**Source records:**
__________
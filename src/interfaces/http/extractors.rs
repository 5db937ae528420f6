//! Request extractors: the authenticated caller and JSON bodies with
//! desk-style rejections.

use super::error::ApiError;
use crate::application::Desk;
use crate::domain::principal::{Principal, Role};
use crate::error::DeskError;
use axum::{
    async_trait,
    body::Bytes,
    extract::{FromRequest, FromRequestParts, Request, rejection::JsonRejection},
    http::request::Parts,
};
use serde::de::DeserializeOwned;

pub const PRINCIPAL_ID_HEADER: &str = "x-principal-id";
pub const PRINCIPAL_ROLE_HEADER: &str = "x-principal-role";

/// The authenticated caller, resolved through the desk's role policy from the
/// identity headers set by the auth gateway.
#[derive(Debug, Clone)]
pub struct Caller(pub Principal);

#[async_trait]
impl FromRequestParts<Desk> for Caller {
    type Rejection = ApiError;

    async fn from_request_parts(parts: &mut Parts, desk: &Desk) -> Result<Self, Self::Rejection> {
        let header = |name: &str| {
            parts
                .headers
                .get(name)
                .and_then(|v| v.to_str().ok())
                .unwrap_or_default()
        };
        let claimed: Role = header(PRINCIPAL_ROLE_HEADER).parse()?;
        let principal = desk.authorizer.principal(header(PRINCIPAL_ID_HEADER), claimed)?;
        Ok(Self(principal))
    }
}

/// `Json<T>` whose rejection uses the desk error body.
pub struct Body<T>(pub T);

#[async_trait]
impl<S, T> FromRequest<S> for Body<T>
where
    T: DeserializeOwned,
    S: Send + Sync,
{
    type Rejection = ApiError;

    async fn from_request(req: Request, state: &S) -> Result<Self, Self::Rejection> {
        match axum::Json::<T>::from_request(req, state).await {
            Ok(axum::Json(value)) => Ok(Self(value)),
            Err(rejection) => Err(json_rejection(rejection)),
        }
    }
}

fn json_rejection(rejection: JsonRejection) -> ApiError {
    ApiError::from(DeskError::ValidationError(rejection.body_text()))
}

/// JSON body that may be left out. An empty body yields `T::default()`; any
/// other body must parse as `T`.
pub struct OptionalBody<T>(pub T);

#[async_trait]
impl<S, T> FromRequest<S> for OptionalBody<T>
where
    T: DeserializeOwned + Default,
    S: Send + Sync,
{
    type Rejection = ApiError;

    async fn from_request(req: Request, state: &S) -> Result<Self, Self::Rejection> {
        let bytes = Bytes::from_request(req, state)
            .await
            .map_err(|rejection| DeskError::ValidationError(rejection.body_text()))?;
        if bytes.iter().all(u8::is_ascii_whitespace) {
            return Ok(Self(T::default()));
        }
        serde_json::from_slice(&bytes).map(Self).map_err(|e| {
            ApiError::from(DeskError::ValidationError(format!(
                "Failed to deserialize the JSON body: {e}"
            )))
        })
    }
}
__________
**WHAT IS NEEDED:**
The required output is the complete set of records, reproduced exactly.

**THE ANSWER:**
filename src/interfaces/http/extractors.rs
repository 5db937ae528420f6
//! Request extractors: the authenticated caller and JSON bodies with
//! desk-style rejections.

use super::error::ApiError;
use crate::application::Desk;
use crate::domain::principal::{Principal, Role};
use crate::error::DeskError;
use axum::{
    async_trait,
    body::Bytes,
    extract::{FromRequest, FromRequestParts, Request, rejection::JsonRejection},
    http::request::Parts,
};
use serde::de::DeserializeOwned;

pub const PRINCIPAL_ID_HEADER: &str = "x-principal-id";
pub const PRINCIPAL_ROLE_HEADER: &str = "x-principal-role";

/// The authenticated caller, resolved through the desk's role policy from the
/// identity headers set by the auth gateway.
#[derive(Debug, Clone)]
pub struct Caller(pub Principal);

#[async_trait]
impl FromRequestParts<Desk> for Caller {
    type Rejection = ApiError;

    async fn from_request_parts(parts: &mut Parts, desk: &Desk) -> Result<Self, Self::Rejection> {
        let header = |name: &str| {
            parts
                .headers
                .get(name)
                .and_then(|v| v.to_str().ok())
                .unwrap_or_default()
        };
        let claimed: Role = header(PRINCIPAL_ROLE_HEADER).parse()?;
        let principal = desk.authorizer.principal(header(PRINCIPAL_ID_HEADER), claimed)?;
        Ok(Self(principal))
    }
}

/// `Json<T>` whose rejection uses the desk error body.
pub struct Body<T>(pub T);

#[async_trait]
impl<S, T> FromRequest<S> for Body<T>
where
    T: DeserializeOwned,
    S: Send + Sync,
{
    type Rejection = ApiError;

    async fn from_request(req: Request, state: &S) -> Result<Self, Self::Rejection> {
        match axum::Json::<T>::from_request(req, state).await {
            Ok(axum::Json(value)) => Ok(Self(value)),
            Err(rejection) => Err(json_rejection(rejection)),
        }
    }
}

fn json_rejection(rejection: JsonRejection) -> ApiError {
    ApiError::from(DeskError::ValidationError(rejection.body_text()))
}

/// JSON body that may be left out. An empty body yields `T::default()`; any
/// other body must parse as `T`.
pub struct OptionalBody<T>(pub T);

#[async_trait]
impl<S, T> FromRequest<S> for OptionalBody<T>
where
    T: DeserializeOwned + Default,
    S: Send + Sync,
{
    type Rejection = ApiError;

    async fn from_request(req: Request, state: &S) -> Result<Self, Self::Rejection> {
        let bytes = Bytes::from_request(req, state)
            .await
            .map_err(|rejection| DeskError::ValidationError(rejection.body_text()))?;
        if bytes.iter().all(u8::is_ascii_whitespace) {
            return Ok(Self(T::default()));
        }
        serde_json::from_slice(&bytes).map(Self).map_err(|e| {
            ApiError::from(DeskError::ValidationError(format!(
                "Failed to deserialize the JSON body: {e}"
            )))
        })
    }
}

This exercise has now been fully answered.